De nouveaux travaux de l’Université de Géorgie dressent un tableau moins flatteur du lien entre la masse corporelle et la santé du cerveau. Un IMC plus élevé s’accompagne d’un déclin cognitif plus rapide chez les personnes âgées. Cela rejoint la foule de découvertes montrant que le métabolisme, le flux sanguin et l’inflammation façonnent essentiellement la façon dont notre cerveau vieillit.
Certaines choses sont normales. Vous oubliez les noms. Il faut plus de temps pour traiter ce que quelqu’un vient de dire. L’attention s’égare. C’est juste de l’usure. Mais cette étude montre que l’excès de poids ne fait pas que vous ralentir. Cela accélère la glissade. La mémoire, les fonctions exécutives, l’organisation : tout cela est plus durement touché.
Vingt-quatre ans dans les données
Les chercheurs ne se sont pas contentés de deviner. Ils ont observé plus de 8 000 adultes. Tout le monde avait plus de 50 ans. Ils les ont suivis pendant 24 ans. C’est vraiment long de continuer à examiner les données.
Chaque point ajouté à l’IMC d’une personne prédisait une baisse plus importante de la santé cérébrale. Ce n’était pas subtil. Mais voici le problème.
Fixer le poids fixe la trajectoire.
« Si les gens contrôlaient leur poids, ils pourraient réduire considérablement leur taux de perte en seulement deux ans. »
C’est Suhang Song, l’auteur principal. Il est professeur adjoint à l’école de santé publique de l’UGA. Son argument est que l’IMC est l’un des rares leviers que vous contrôlez réellement lorsque vous essayez de bien vieillir. Vous ne pouvez pas changer la génétique. Vous pouvez changer de poids.
Le lien était le plus fort huit ans après le début de l’étude. Si vous avez plus de 65 ans, le signal était encore plus fort.
L’inflammation et le cerveau
Pourquoi la graisse est-elle importante pour le cerveau ? Personne ne le sait avec certitude encore. La mécanique est trouble.
L’obésité (un IMC de 30 ou plus) signifie généralement plus d’inflammation. Moins de sang arrive là où il doit aller. L’insuline commence à résister. Toutes ces choses semblent ouvrir la voie à la démence ou à la maladie d’Alzheimer.
À l’heure actuelle, le CDC affirme que deux Américains sur cinq sont obèses. Cela semble gérable. Ce n’est pas le cas. Si vous utilisez une définition plus large, qui inclut le tour de taille et les conditions métaboliques, 75 % de la population est admissible.
Pensez aux chiffres un instant. Plus de 7 millions d’Américains vivent déjà avec la démence. D’ici 2050, ce chiffre devrait doubler. Il n’existe aucun remède. Nous avons de la prévention ou nous n’avons rien.

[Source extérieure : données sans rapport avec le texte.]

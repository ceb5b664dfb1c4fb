//! Watch loop: repeated sweeps, publication, and cooperative close
//!
//! Subscribing only registers a callback; the loop begins at `start()`.
//! Every cycle runs the poll strategy once, publishes its items (or its
//! error) to subscribers in registration order, and sleeps for the poll
//! interval. A failed cycle is reported and the loop carries on: only
//! `close()` ends it. The close flag is checked before every page, every
//! cycle, and every emitted event.

use std::sync::Arc;
use std::time::Duration;

use listing_client::{Item, PageSource};
use tokio::task::{JoinError, JoinHandle};
use tracing::{debug, info, warn};

use crate::error::{Error, Result, SweepError};
use crate::fetcher::Fetcher;
use crate::signal::CloseSignal;
use crate::state::{WatcherAction, WatcherEvent, WatcherState, handle_event};
use crate::strategy::PollStrategy;
use crate::target::{FeedTarget, poll_interval};

/// Name of the error event.
pub const ERROR_EVENT: &str = "error";

/// Payload delivered to subscribers.
#[derive(Debug, Clone)]
pub enum WatchEvent {
    Item(Item),
    Error(Arc<SweepError>),
}

type Handler = Box<dyn Fn(&WatchEvent) + Send>;

#[derive(Debug, Clone, Copy, PartialEq, Eq)]
enum Channel {
    Item,
    Error,
}

/// Totals reported when the loop exits.
#[derive(Debug, Clone, Copy, Default, PartialEq, Eq)]
pub struct WatcherStats {
    pub cycles: u64,
    pub items: u64,
    pub errors: u64,
}

pub struct Watcher {
    name: String,
    path: String,
    item_event: String,
    strategy: Box<dyn PollStrategy>,
    fetcher: Fetcher,
    interval: Duration,
    close: Arc<CloseSignal>,
    handlers: Vec<(Channel, Handler)>,
}

impl Watcher {
    /// Watcher for `target`, paced by a requests-per-minute budget.
    pub fn new(source: Arc<dyn PageSource>, target: &FeedTarget, requests_per_minute: u32) -> Self {
        Self::with_strategy(
            source,
            target.to_string(),
            target.path(),
            target.item_event(),
            target.strategy(),
            poll_interval(requests_per_minute),
        )
    }

    pub fn with_strategy(
        source: Arc<dyn PageSource>,
        name: impl Into<String>,
        path: impl Into<String>,
        item_event: impl Into<String>,
        strategy: Box<dyn PollStrategy>,
        interval: Duration,
    ) -> Self {
        let close = Arc::new(CloseSignal::new());
        Self {
            name: name.into(),
            path: path.into(),
            item_event: item_event.into(),
            strategy,
            fetcher: Fetcher::new(source, interval, close.clone()),
            interval,
            close,
            handlers: Vec::new(),
        }
    }

    pub fn name(&self) -> &str {
        &self.name
    }

    pub fn item_event(&self) -> &str {
        &self.item_event
    }

    pub fn interval(&self) -> Duration {
        self.interval
    }

    /// Register `handler` for `event`: the item event name or `"error"`.
    pub fn on<F>(&mut self, event: &str, handler: F) -> Result<&mut Self>
    where
        F: Fn(&WatchEvent) + Send + 'static,
    {
        let channel = if event == self.item_event {
            Channel::Item
        } else if event == ERROR_EVENT {
            Channel::Error
        } else {
            return Err(Error::UnknownEvent {
                event: event.to_string(),
                expected: self.item_event.clone(),
            });
        };
        self.handlers.push((channel, Box::new(handler)));
        Ok(self)
    }

    /// Close capability usable before `start()` (e.g. from a handler).
    pub fn close_signal(&self) -> Arc<CloseSignal> {
        self.close.clone()
    }

    /// Spawn the watch loop on the current runtime.
    pub fn start(self) -> WatcherHandle {
        let name = self.name.clone();
        let close = self.close.clone();
        let task = tokio::spawn(self.run());
        WatcherHandle { name, close, task }
    }

    async fn run(mut self) -> WatcherStats {
        let mut stats = WatcherStats::default();
        let mut state = WatcherState::new();
        let mut event = WatcherEvent::Start;

        info!(
            watcher = %self.name,
            source = self.fetcher.source_id(),
            strategy = self.strategy.kind(),
            interval_ms = self.interval.as_millis() as u64,
            "watcher started"
        );

        loop {
            if self.close.is_closed() {
                event = WatcherEvent::Close;
            }
            let (next, action) = handle_event(state, event, self.interval);
            state = next;

            event = match action {
                WatcherAction::Sweep { cycle } => {
                    debug!(watcher = %self.name, cycle, "poll cycle");
                    let outcome = self.strategy.poll(&self.fetcher, &self.path).await;
                    let (emitted, failed) = self.publish(outcome);
                    stats.cycles = cycle;
                    stats.items += emitted as u64;
                    stats.errors += u64::from(failed);
                    WatcherEvent::SweepFinished { emitted, failed }
                }
                WatcherAction::ScheduleNext { delay } => {
                    tokio::select! {
                        _ = tokio::time::sleep(delay) => {}
                        _ = self.close.closed() => {}
                    }
                    WatcherEvent::TimerFired
                }
                WatcherAction::Stop => break,
                WatcherAction::None => {
                    warn!(watcher = %self.name, state = ?state, "unexpected watcher transition");
                    WatcherEvent::Close
                }
            };
        }

        info!(
            watcher = %self.name,
            cycles = stats.cycles,
            items = stats.items,
            errors = stats.errors,
            "watcher closed"
        );
        stats
    }

    /// Deliver one cycle's result. Returns (items emitted, cycle failed).
    fn publish(&self, outcome: std::result::Result<Vec<Item>, SweepError>) -> (usize, bool) {
        match outcome {
            Ok(items) => {
                let mut emitted = 0;
                for item in items {
                    if self.close.is_closed() {
                        break;
                    }
                    self.dispatch(Channel::Item, &WatchEvent::Item(item));
                    emitted += 1;
                }
                (emitted, false)
            }
            Err(err) => {
                warn!(
                    watcher = %self.name,
                    kind = err.kind(),
                    partial = err.partial().len(),
                    error = %err,
                    "poll cycle failed"
                );
                if !self.close.is_closed() {
                    self.dispatch(Channel::Error, &WatchEvent::Error(Arc::new(err)));
                }
                (0, true)
            }
        }
    }

    fn dispatch(&self, channel: Channel, event: &WatchEvent) {
        for (_, handler) in self.handlers.iter().filter(|(c, _)| *c == channel) {
            handler(event);
        }
    }
}

/// Running watcher.
pub struct WatcherHandle {
    name: String,
    close: Arc<CloseSignal>,
    task: JoinHandle<WatcherStats>,
}

impl WatcherHandle {
    pub fn name(&self) -> &str {
        &self.name
    }

    /// Stop scheduling further pages and cycles. In-flight requests finish.
    pub fn close(&self) {
        self.close.close();
    }

    pub fn is_closed(&self) -> bool {
        self.close.is_closed()
    }

    pub async fn join(self) -> std::result::Result<WatcherStats, JoinError> {
        self.task.await
    }
}

#[cfg(test)]
mod tests {
    use super::*;
    use crate::testing::{ScriptedSource, failure, page};
    use std::sync::Mutex;

    type Log = Arc<Mutex<Vec<String>>>;

    fn record_items(watcher: &mut Watcher, event: &str) -> Log {
        let log: Log = Arc::default();
        let sink = log.clone();
        watcher
            .on(event, move |event| {
                if let WatchEvent::Item(item) = event {
                    sink.lock().unwrap().push(item.name.clone());
                }
            })
            .unwrap();
        log
    }

    fn record_errors(watcher: &mut Watcher) -> Log {
        let log: Log = Arc::default();
        let sink = log.clone();
        watcher
            .on(ERROR_EVENT, move |event| {
                if let WatchEvent::Error(err) = event {
                    sink.lock().unwrap().push(err.kind().to_string());
                }
            })
            .unwrap();
        log
    }

    fn snapshot(log: &Log) -> Vec<String> {
        log.lock().unwrap().clone()
    }

    #[tokio::test(start_paused = true)]
    async fn listing_watcher_emits_only_unseen_items() {
        let source = Arc::new(ScriptedSource::new(vec![
            Ok(page(&["a", "b", "c"])),
            Ok(page(&["b", "c", "d"])),
        ]));
        let target = FeedTarget::listing(Some("rust"), "hot", 3).unwrap();
        let mut watcher = Watcher::new(source.clone(), &target, 10);
        let items = record_items(&mut watcher, "item");

        let handle = watcher.start();
        tokio::time::sleep(Duration::from_secs(7)).await;
        handle.close();
        let stats = handle.join().await.unwrap();

        assert_eq!(snapshot(&items), vec!["a", "b", "c", "d"]);
        assert_eq!(stats.cycles, 2);
        assert_eq!(stats.items, 4);
        assert_eq!(source.calls()[0].0, "r/rust/hot.json");
    }

    #[tokio::test(start_paused = true)]
    async fn errors_are_published_and_loop_continues() {
        let source = Arc::new(ScriptedSource::new(vec![
            failure(),
            failure(),
            failure(),
            failure(),
            Ok(page(&["b", "a"])),
            Ok(page(&["c", "b", "a"])),
        ]));
        let target = FeedTarget::comments("rust");
        let mut watcher = Watcher::new(source.clone(), &target, 10);
        let items = record_items(&mut watcher, "comment");
        let errors = record_errors(&mut watcher);

        let handle = watcher.start();
        // Failing cycle with retries ends at 18s, probe at 24s, delta at 30s
        tokio::time::sleep(Duration::from_secs(33)).await;
        handle.close();
        let stats = handle.join().await.unwrap();

        assert_eq!(snapshot(&errors), vec!["page_fetch"]);
        assert_eq!(snapshot(&items), vec!["c"]);
        assert_eq!(stats.errors, 1);
        assert_eq!(stats.cycles, 3);
    }

    #[tokio::test(start_paused = true)]
    async fn close_from_handler_stops_remaining_items() {
        let source = Arc::new(ScriptedSource::new(vec![Ok(page(&["a", "b", "c"]))]));
        let target = FeedTarget::listing(None, "new", 3).unwrap();
        let mut watcher = Watcher::new(source.clone(), &target, 10);
        let close = watcher.close_signal();
        let log: Log = Arc::default();
        let sink = log.clone();
        watcher
            .on("item", move |event| {
                if let WatchEvent::Item(item) = event {
                    sink.lock().unwrap().push(item.name.clone());
                    close.close();
                }
            })
            .unwrap();

        let handle = watcher.start();
        let stats = handle.join().await.unwrap();

        assert_eq!(snapshot(&log), vec!["a"]);
        assert_eq!(stats.items, 1);
        assert_eq!(source.calls().len(), 1);
    }

    #[tokio::test(start_paused = true)]
    async fn closed_before_start_fetches_nothing() {
        let source = Arc::new(ScriptedSource::new(vec![Ok(page(&["a"]))]));
        let watcher = Watcher::new(source.clone(), &FeedTarget::posts("rust"), 10);
        watcher.close_signal().close();

        let handle = watcher.start();
        assert!(handle.is_closed());
        let stats = handle.join().await.unwrap();

        assert_eq!(stats, WatcherStats::default());
        assert!(source.calls().is_empty());
    }

    #[tokio::test(start_paused = true)]
    async fn handlers_run_in_registration_order() {
        let source = Arc::new(ScriptedSource::new(vec![Ok(page(&["a"]))]));
        let target = FeedTarget::listing(None, "hot", 1).unwrap();
        let mut watcher = Watcher::new(source, &target, 10);
        let log: Log = Arc::default();
        for label in ["first", "second"] {
            let sink = log.clone();
            watcher
                .on("item", move |event| {
                    if let WatchEvent::Item(item) = event {
                        sink.lock().unwrap().push(format!("{label}:{}", item.name));
                    }
                })
                .unwrap();
        }

        let handle = watcher.start();
        tokio::time::sleep(Duration::from_secs(1)).await;
        handle.close();
        handle.join().await.unwrap();

        assert_eq!(snapshot(&log), vec!["first:a", "second:a"]);
    }

    #[test]
    fn unknown_event_is_rejected() {
        let source = Arc::new(ScriptedSource::default());
        let mut watcher = Watcher::new(source, &FeedTarget::comments("rust"), 10);

        let err = watcher.on("post", |_| {}).err().unwrap();
        assert!(matches!(err, Error::UnknownEvent { ref event, .. } if event == "post"));
        assert!(watcher.on("comment", |_| {}).is_ok());
        assert!(watcher.on(ERROR_EVENT, |_| {}).is_ok());
    }
}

Le point de vue de Song est simple. Abordez ce que nous pouvons. Le facteur de risque réside littéralement dans notre corps.
Qu’est-ce qu’on fait avec ça ?
Les données n’offrent pas vraiment de réconfort. Il propose juste un levier. Tirez-le ou pas. L’horloge tourne.
Référence : Journal of Neurology (27 février 2026). “Association entre l’IMC moyen cumulé et les fonctions cognitives : une étude de cohorte de 24 ans.”